Oliver was gone from before seven until after six, six days a week. She lived for the evening and for Sundays. (2.2.29)
It certainly doesn't help things that Oliver works constantly, leaving Susan home alone all day with nothing to do but twiddle her thumbs. Man—what she wouldn't give for a Game Boy and a Tetris cartridge right now.
"When you're here I love it. Look at it, who wouldn't? It's wonderful for Ollie. But when you're gone I go crazy with boredom and loneliness." (3.2.34)
Isolation has a way of making even the most beautiful locales feel claustrophobic. Just look at this one: even though Susan lives in a beautiful home right on the beach in sunny Santa Cruz, California, she feels more like she's a guest star on Orange Is the New Black.
I know what she thought of Father. He was such a gloomy man [...] just sat and stared at nothing for hours at a time [...] Lived in some world off by himself. (4.1.16)

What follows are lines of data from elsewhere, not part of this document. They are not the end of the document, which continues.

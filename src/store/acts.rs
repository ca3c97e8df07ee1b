use super::*;

#[derive(Debug, Clone, Copy, PartialEq, Eq, Serialize)]
#[serde(rename_all = "snake_case")]
pub enum UpsertStatus {
    Created,
    Updated,
    Unchanged,
}

impl UpsertStatus {
    pub fn as_str(self) -> &'static str {
        match self {
            Self::Created => "created",
            Self::Updated => "updated",
            Self::Unchanged => "unchanged",
        }
    }
}

#[derive(Debug, Clone, PartialEq, Eq, Serialize)]
pub struct UpsertOutcome {
    pub act_id: i64,
    pub version: i64,
    pub status: UpsertStatus,
    pub articles_written: usize,
}

/// How an administrator names an act for removal.
#[derive(Debug, Clone, PartialEq, Eq)]
pub enum ActSelector {
    Identity {
        act_type: String,
        act_number: String,
        year: Option<i32>,
    },
    SourceUrl(String),
}

#[derive(Debug)]
struct ExistingAct {
    act_id: i64,
    content_hash: String,
    version: i64,
}

impl ArticleStore {
    /// Imports a parsed act. Matches an existing row by (type, number, year)
    /// or by source URL. Same content hash leaves the act untouched; a new
    /// hash bumps the version and replaces articles and anomalies wholesale.
    pub fn upsert_act(&mut self, result: &ParseResult) -> Result<UpsertOutcome> {
        let now = now_utc_string();
        let tx = self
            .connection
            .transaction()
            .context("failed to begin upsert transaction")?;

        let existing = find_existing_act(&tx, &result.metadata, &result.source_url)?;

        let outcome = match existing {
            None => {
                let act_id = insert_act(&tx, result, &now)?;
                let articles_written = replace_children(&tx, act_id, result)?;
                UpsertOutcome {
                    act_id,
                    version: 1,
                    status: UpsertStatus::Created,
                    articles_written,
                }
            }
            Some(existing) if existing.content_hash == result.content_hash => {
                tx.execute(
                    "UPDATE acts SET last_scraped_at = ?1 WHERE act_id = ?2",
                    params![now, existing.act_id],
                )
                .context("failed to touch unchanged act")?;
                UpsertOutcome {
                    act_id: existing.act_id,
                    version: existing.version,
                    status: UpsertStatus::Unchanged,
                    articles_written: 0,
                }
            }
            Some(existing) => {
                let version = existing.version + 1;
                update_act(&tx, existing.act_id, version, result, &now)?;
                let articles_written = replace_children(&tx, existing.act_id, result)?;
                UpsertOutcome {
                    act_id: existing.act_id,
                    version,
                    status: UpsertStatus::Updated,
                    articles_written,
                }
            }
        };

        tx.commit().context("failed to commit act upsert")?;

        debug!(
            act = %result.metadata.display_key(),
            act_id = outcome.act_id,
            version = outcome.version,
            status = outcome.status.as_str(),
            "act upserted"
        );

        Ok(outcome)
    }

    /// Removes matching acts; articles and anomalies go with them through
    /// the foreign-key cascade. Returns the number of acts deleted.
    pub fn delete_act(&mut self, selector: &ActSelector) -> Result<usize> {
        let deleted = match selector {
            ActSelector::Identity {
                act_type,
                act_number,
                year,
            } => self.connection.execute(
                "DELETE FROM acts WHERE act_type = ?1 AND act_number = ?2 AND year IS ?3",
                params![act_type, act_number, year],
            ),
            ActSelector::SourceUrl(source_url) => self
                .connection
                .execute("DELETE FROM acts WHERE source_url = ?1", params![source_url]),
        }
        .context("failed to delete act")?;

        info!(deleted, "act deletion completed");
        Ok(deleted)
    }

    pub fn record_failure(&self, source_url: &str, reason: &str, run_id: Option<&str>) -> Result<()> {
        self.connection
            .execute(
                "INSERT INTO scrape_failures(source_url, reason, run_id, failed_at)
                 VALUES(?1, ?2, ?3, ?4)",
                params![source_url, reason, run_id, now_utc_string()],
            )
            .with_context(|| format!("failed to record scrape failure for {source_url}"))?;
        Ok(())
    }
}

fn find_existing_act(
    tx: &Transaction<'_>,
    metadata: &ActMetadata,
    source_url: &str,
) -> Result<Option<ExistingAct>> {
    tx.query_row(
        "SELECT act_id, content_hash, version FROM acts
         WHERE (act_type = ?1 AND act_number = ?2 AND year IS ?3) OR source_url = ?4
         ORDER BY (act_type = ?1 AND act_number = ?2 AND year IS ?3) DESC, act_id
         LIMIT 1",
        params![
            metadata.act_type,
            metadata.act_number,
            metadata.year,
            source_url
        ],
        |row| {
            Ok(ExistingAct {
                act_id: row.get(0)?,
                content_hash: row.get(1)?,
                version: row.get(2)?,
            })
        },
    )
    .optional()
    .context("failed to look up existing act")
}

fn insert_act(tx: &Transaction<'_>, result: &ParseResult, now: &str) -> Result<i64> {
    let metadata = &result.metadata;
    tx.execute(
        "INSERT INTO acts(
           act_type, act_number, year, act_date, title, issuing_authority,
           gazette_number, gazette_date, source_url, content_hash, version,
           strategy, confidence, needs_review, created_at, updated_at, last_scraped_at
         ) VALUES(?1, ?2, ?3, ?4, ?5, ?6, ?7, ?8, ?9, ?10, 1, ?11, ?12, ?13, ?14, ?14, ?14)",
        params![
            metadata.act_type,
            metadata.act_number,
            metadata.year,
            metadata.act_date,
            metadata.title,
            metadata.issuing_authority,
            metadata.gazette_number,
            metadata.gazette_date,
            result.source_url,
            result.content_hash,
            result.quality.strategy.map(|strategy| strategy.as_str()),
            result.quality.confidence,
            result.quality.needs_review,
            now,
        ],
    )
    .with_context(|| format!("failed to insert act {}", metadata.display_key()))?;

    Ok(tx.last_insert_rowid())
}

fn update_act(
    tx: &Transaction<'_>,
    act_id: i64,
    version: i64,
    result: &ParseResult,
    now: &str,
) -> Result<()> {
    let metadata = &result.metadata;
    tx.execute(
        "UPDATE acts SET
           act_type = ?1, act_number = ?2, year = ?3, act_date = ?4, title = ?5,
           issuing_authority = ?6, gazette_number = ?7, gazette_date = ?8,
           source_url = ?9, content_hash = ?10, version = ?11, strategy = ?12,
           confidence = ?13, needs_review = ?14, updated_at = ?15, last_scraped_at = ?15
         WHERE act_id = ?16",
        params![
            metadata.act_type,
            metadata.act_number,
            metadata.year,
            metadata.act_date,
            metadata.title,
            metadata.issuing_authority,
            metadata.gazette_number,
            metadata.gazette_date,
            result.source_url,
            result.content_hash,
            version,
            result.quality.strategy.map(|strategy| strategy.as_str()),
            result.quality.confidence,
            result.quality.needs_review,
            now,
            act_id,
        ],
    )
    .with_context(|| format!("failed to update act {}", metadata.display_key()))?;

    Ok(())
}

fn replace_children(tx: &Transaction<'_>, act_id: i64, result: &ParseResult) -> Result<usize> {
    tx.execute("DELETE FROM articles WHERE act_id = ?1", params![act_id])
        .context("failed to clear previous articles")?;
    tx.execute("DELETE FROM act_anomalies WHERE act_id = ?1", params![act_id])
        .context("failed to clear previous anomalies")?;

    let mut article_statement = tx
        .prepare(
            "INSERT INTO articles(
               act_id, ordinal, number, label, text,
               title_nr, title_denumire, chapter_nr, chapter_denumire,
               section_nr, section_denumire, subsection_nr, subsection_denumire
             ) VALUES(?1, ?2, ?3, ?4, ?5, ?6, ?7, ?8, ?9, ?10, ?11, ?12, ?13)",
        )
        .context("failed to prepare article insert")?;

    for article in &result.articles {
        insert_article(&mut article_statement, act_id, article)?;
    }

    let mut anomaly_statement = tx
        .prepare(
            "INSERT INTO act_anomalies(act_id, kind, severity, message, article_ordinal)
             VALUES(?1, ?2, ?3, ?4, ?5)",
        )
        .context("failed to prepare anomaly insert")?;

    for anomaly in &result.quality.anomalies {
        anomaly_statement
            .execute(params![
                act_id,
                anomaly.kind.as_str(),
                anomaly.severity.as_str(),
                anomaly.message,
                anomaly.article_ordinal,
            ])
            .context("failed to insert anomaly")?;
    }

    Ok(result.articles.len())
}

fn insert_article(statement: &mut Statement<'_>, act_id: i64, article: &Article) -> Result<()> {
    let hierarchy = &article.hierarchy;

    statement
        .execute(params![
            act_id,
            article.ordinal,
            article.number,
            article.label,
            article.text,
            level_nr(&hierarchy.title),
            level_name(&hierarchy.title),
            level_nr(&hierarchy.chapter),
            level_name(&hierarchy.chapter),
            level_nr(&hierarchy.section),
            level_name(&hierarchy.section),
            level_nr(&hierarchy.subsection),
            level_name(&hierarchy.subsection),
        ])
        .with_context(|| format!("failed to insert article ordinal {}", article.ordinal))?;

    Ok(())
}

fn level_nr(level: &Option<HierarchyLevel>) -> Option<u32> {
    level.as_ref().and_then(|node| node.nr)
}

fn level_name(level: &Option<HierarchyLevel>) -> Option<&str> {
    level.as_ref().map(|node| node.denumire.as_str())
}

While physical isolation is a big part of Angle of Repose, we see countless examples of psychological isolation as well—especially where Lyman's dad is concerned. Although we don't fully understand the traumatic events that caused this isolation until the end of the novel, we see its consequences throughout the book just the same.
"It is during this hour of freedom, such as it is, that I realize how close to imprisonment is the life of a Mexican woman." (5.4.20)

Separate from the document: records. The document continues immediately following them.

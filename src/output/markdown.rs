use super::*;

pub fn render_markdown(result: &ParseResult) -> String {
    let metadata = &result.metadata;
    let mut lines = Vec::<String>::new();

    lines.push(format!("# {}", metadata.title));
    lines.push(String::new());
    lines.extend(metadata_lines(metadata, &result.source_url));

    let mut previous: Option<&HierarchyContext> = None;
    for article in &result.articles {
        lines.extend(transition_lines(previous, &article.hierarchy));
        lines.push(String::new());
        lines.push(format!("#### {}", article.label));
        lines.push(String::new());
        if !article.text.is_empty() {
            lines.extend(article.text.lines().map(|line| line.to_string()));
        }
        previous = Some(&article.hierarchy);
    }

    let mut out = lines.join("\n");
    out.push('\n');
    out
}

fn metadata_lines(metadata: &ActMetadata, source_url: &str) -> Vec<String> {
    let mut lines = vec![
        format!("- Tip act: {}", metadata.act_type),
        format!("- Număr: {}", metadata.act_number),
    ];
    if let Some(date) = metadata.act_date {
        lines.push(format!("- Data: {}", date.format("%d.%m.%Y")));
    } else if let Some(year) = metadata.year {
        lines.push(format!("- An: {year}"));
    }
    if let Some(issuer) = &metadata.issuing_authority {
        lines.push(format!("- Emitent: {issuer}"));
    }
    if let Some(gazette) = &metadata.gazette_number {
        match metadata.gazette_date {
            Some(date) => lines.push(format!(
                "- Monitorul Oficial: nr. {gazette} din {}",
                date.format("%d.%m.%Y")
            )),
            None => lines.push(format!("- Monitorul Oficial: nr. {gazette}")),
        }
    }
    lines.push(format!("- Sursa: {source_url}"));
    lines
}

/// Headers for every slot that differs from the previous article. Once a
/// level changes, all open levels below it are repeated as well, since
/// they now belong to a different parent.
fn transition_lines(
    previous: Option<&HierarchyContext>,
    current: &HierarchyContext,
) -> Vec<String> {
    let mut lines = Vec::<String>::new();
    let mut parent_changed = false;

    for level in StructuralLevel::ALL {
        let before = previous.and_then(|context| context.slot(level));
        let after = current.slot(level);
        if !parent_changed && before == after {
            continue;
        }
        parent_changed = true;

        if let Some(node) = after {
            lines.push(String::new());
            lines.push(heading_line(level, &node.denumire));
        }
    }

    lines
}

fn heading_line(level: StructuralLevel, denumire: &str) -> String {
    match level {
        StructuralLevel::Title => format!("## {denumire}"),
        StructuralLevel::Chapter => format!("### {denumire}"),
        StructuralLevel::Section => format!("**{denumire}**"),
        StructuralLevel::Subsection => format!("*{denumire}*"),
    }
}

Although Susan falls in love with Mexico, she simply can't abide by the country's sexist views. Sexism in America is bad enough, but women in Mexico are expected at this time to remain completely separate from men, leaving them isolated, bored, and alone.

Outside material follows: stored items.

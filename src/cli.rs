use std::path::{Path, PathBuf};

use clap::{Args, Parser, Subcommand, ValueEnum};

pub const DEFAULT_CACHE_ROOT: &str = ".cache/legiscrape";

#[derive(Parser, Debug)]
#[command(
    name = "legiscrape",
    version,
    about = "Romanian legislation scraper: act metadata, article hierarchy, CSV/JSON/Markdown artifacts"
)]
pub struct Cli {
    #[command(subcommand)]
    pub command: Commands,
}

#[derive(Subcommand, Debug)]
pub enum Commands {
    /// Fetch, parse and import acts from the legislation portal.
    Scrape(ScrapeArgs),
    /// Run the same pipeline over local HTML or text files.
    Parse(ParseArgs),
    /// List stored acts flagged for manual review.
    Review(ReviewArgs),
    /// Show store counts and the latest run manifest.
    Status(StatusArgs),
    /// Remove one act (and its articles) from the store.
    DeleteAct(DeleteActArgs),
}

#[derive(Copy, Clone, Debug, Eq, PartialEq, ValueEnum)]
pub enum ArtifactFormat {
    Csv,
    Json,
    Markdown,
}

impl ArtifactFormat {
    pub const ALL: [ArtifactFormat; 3] = [Self::Csv, Self::Json, Self::Markdown];

    pub fn as_str(self) -> &'static str {
        match self {
            Self::Csv => "csv",
            Self::Json => "json",
            Self::Markdown => "markdown",
        }
    }

    pub fn extension(self) -> &'static str {
        match self {
            Self::Csv => "csv",
            Self::Json => "json",
            Self::Markdown => "md",
        }
    }
}

#[derive(Args, Debug, Clone)]
pub struct StoreLocation {
    #[arg(long, env = "LEGISCRAPE_CACHE_ROOT", default_value = DEFAULT_CACHE_ROOT)]
    pub cache_root: PathBuf,

    #[arg(long, env = "LEGISCRAPE_DB_PATH")]
    pub db_path: Option<PathBuf>,
}

impl StoreLocation {
    pub fn resolved_db_path(&self) -> PathBuf {
        self.db_path
            .clone()
            .unwrap_or_else(|| self.cache_root.join("legiscrape.sqlite"))
    }

    pub fn manifest_dir(&self) -> PathBuf {
        self.cache_root.join("manifests")
    }
}

#[derive(Args, Debug, Clone)]
pub struct OutputArgs {
    /// Artifact directory; defaults to `<cache-root>/out`.
    #[arg(long)]
    pub output_dir: Option<PathBuf>,

    /// Artifact formats to write; all three when omitted.
    #[arg(long = "format", value_enum)]
    pub formats: Vec<ArtifactFormat>,

    /// Skip the SQLite import and only write artifacts.
    #[arg(long, default_value_t = false)]
    pub no_store: bool,
}

impl OutputArgs {
    pub fn resolved_output_dir(&self, cache_root: &Path) -> PathBuf {
        self.output_dir
            .clone()
            .unwrap_or_else(|| cache_root.join("out"))
    }

    pub fn resolved_formats(&self) -> Vec<ArtifactFormat> {
        if self.formats.is_empty() {
            ArtifactFormat::ALL.to_vec()
        } else {
            self.formats.clone()
        }
    }
}

#[derive(Args, Debug, Clone)]
pub struct ScrapeArgs {
    #[command(flatten)]
    pub location: StoreLocation,

    #[command(flatten)]
    pub output: OutputArgs,

    #[arg(long = "url")]
    pub urls: Vec<String>,

    /// File with one URL per line; blank lines and `#` comments are ignored.
    #[arg(long)]
    pub url_list: Option<PathBuf>,

    #[arg(long, default_value_t = 4)]
    pub workers: usize,

    /// Per-request timeout in seconds; must be at least 1.
    #[arg(long, default_value_t = 30, value_parser = clap::value_parser!(u64).range(1..))]
    pub timeout_secs: u64,

    #[arg(long, default_value = crate::fetch::DEFAULT_USER_AGENT)]
    pub user_agent: String,

    /// Fetch the printable rendering (`DetaliiDocumentAfis`) instead of the detail page.
    #[arg(long, default_value_t = false)]
    pub printable: bool,

    /// Keep the fetched HTML under `<cache-root>/raw`.
    #[arg(long, default_value_t = false)]
    pub keep_raw: bool,
}

#[derive(Args, Debug, Clone)]
pub struct ParseArgs {
    #[command(flatten)]
    pub location: StoreLocation,

    #[command(flatten)]
    pub output: OutputArgs,

    #[arg(required = true)]
    pub paths: Vec<PathBuf>,

    /// Source URL recorded for the act; only valid with a single input file.
    #[arg(long)]
    pub source_url: Option<String>,
}

#[derive(Args, Debug, Clone)]
pub struct ReviewArgs {
    #[command(flatten)]
    pub location: StoreLocation,

    #[arg(long, default_value_t = 50)]
    pub limit: usize,

    #[arg(long, default_value_t = false)]
    pub json: bool,
}

#[derive(Args, Debug, Clone)]
pub struct StatusArgs {
    #[command(flatten)]
    pub location: StoreLocation,
}

#[derive(Args, Debug, Clone)]
pub struct DeleteActArgs {
    #[command(flatten)]
    pub location: StoreLocation,

    #[arg(long, required_unless_present = "source_url")]
    pub act_type: Option<String>,

    #[arg(long = "number", required_unless_present = "source_url")]
    pub act_number: Option<String>,

    #[arg(long)]
    pub year: Option<i32>,

    #[arg(long, conflicts_with_all = ["act_type", "act_number", "year"])]
    pub source_url: Option<String>,
}

#[cfg(test)]
mod tests {
    use clap::{CommandFactory, Parser};

    use super::{Cli, Commands};

    #[test]
    fn command_definition_is_consistent() {
        Cli::command().debug_assert();
    }

    #[test]
    fn every_subcommand_has_help_text() {
        let command = Cli::command();
        for sub in command.get_subcommands() {
            assert!(
                sub.get_about().is_some(),
                "subcommand `{}` has no about text",
                sub.get_name()
            );
        }
    }

    #[test]
    fn scrape_rejects_a_zero_timeout() {
        let zero = Cli::try_parse_from([
            "legiscrape",
            "scrape",
            "--url",
            "https://legislatie.just.ro/Public/DetaliiDocument/1",
            "--timeout-secs",
            "0",
        ]);
        assert!(zero.is_err());

        let cli = Cli::try_parse_from([
            "legiscrape",
            "scrape",
            "--url",
            "https://legislatie.just.ro/Public/DetaliiDocument/1",
            "--timeout-secs",
            "5",
        ])
        .expect("five seconds parses");
        match cli.command {
            Commands::Scrape(args) => assert_eq!(args.timeout_secs, 5),
            other => panic!("unexpected command: {other:?}"),
        }
    }
}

"But I love you, my darling, do you see? He's kept you from us for five years, he's taken you out of the world you belong in." (6.1.74)
Augusta isn't too happy that Susan lives halfway across the country, either. The two girls spent their entire childhoods planning their lives together as if they were spouses, but those hopes and dreams were shut down in an instant. It's a real bummer for both ladies.
She knew that sooner or later [...] she would be packing up her children and [...] going West again—not, as at first, on an adventurous picnic [...] but into exile. (6.2.98)
At first, Susan believed that her family would spend a few years out west before returning home to the East Coast. Things don't quite turn out as planned, though. Instead, Susan is forced to come to terms with the fact that she might never see certain members of her family again.
Like a widow, she was, grim and diligent to support her brood. She does not sound unhappy, but in two separate letters she refers to herself as one "who wants above all to be alone." (8.1.9)
After her marriage begins to crumble, Susan starts believing that she deserves to be alone. It's hard to blame her for feeling this way: she's had an extremely stressful life struggling to raise a family in the West and could honestly use a break. But, Susan is only able to stay in this self-imposed exile for so long before returning home to the people she loves.
Am I feeling my isolation threatened? Do I hear Rodman and Ellen and that cat's-paw of a doctor conspiring to move in and capture me? (8.2.4)
When push comes to shove, no one in Angle of Repose is more isolated than Lyman himself. In fact, the real reason why he's so afraid of Ellen is that she presents a threat to this self-imposed exile. If the end of the book is any indication, however, Lyman might be reconsidering this mindset.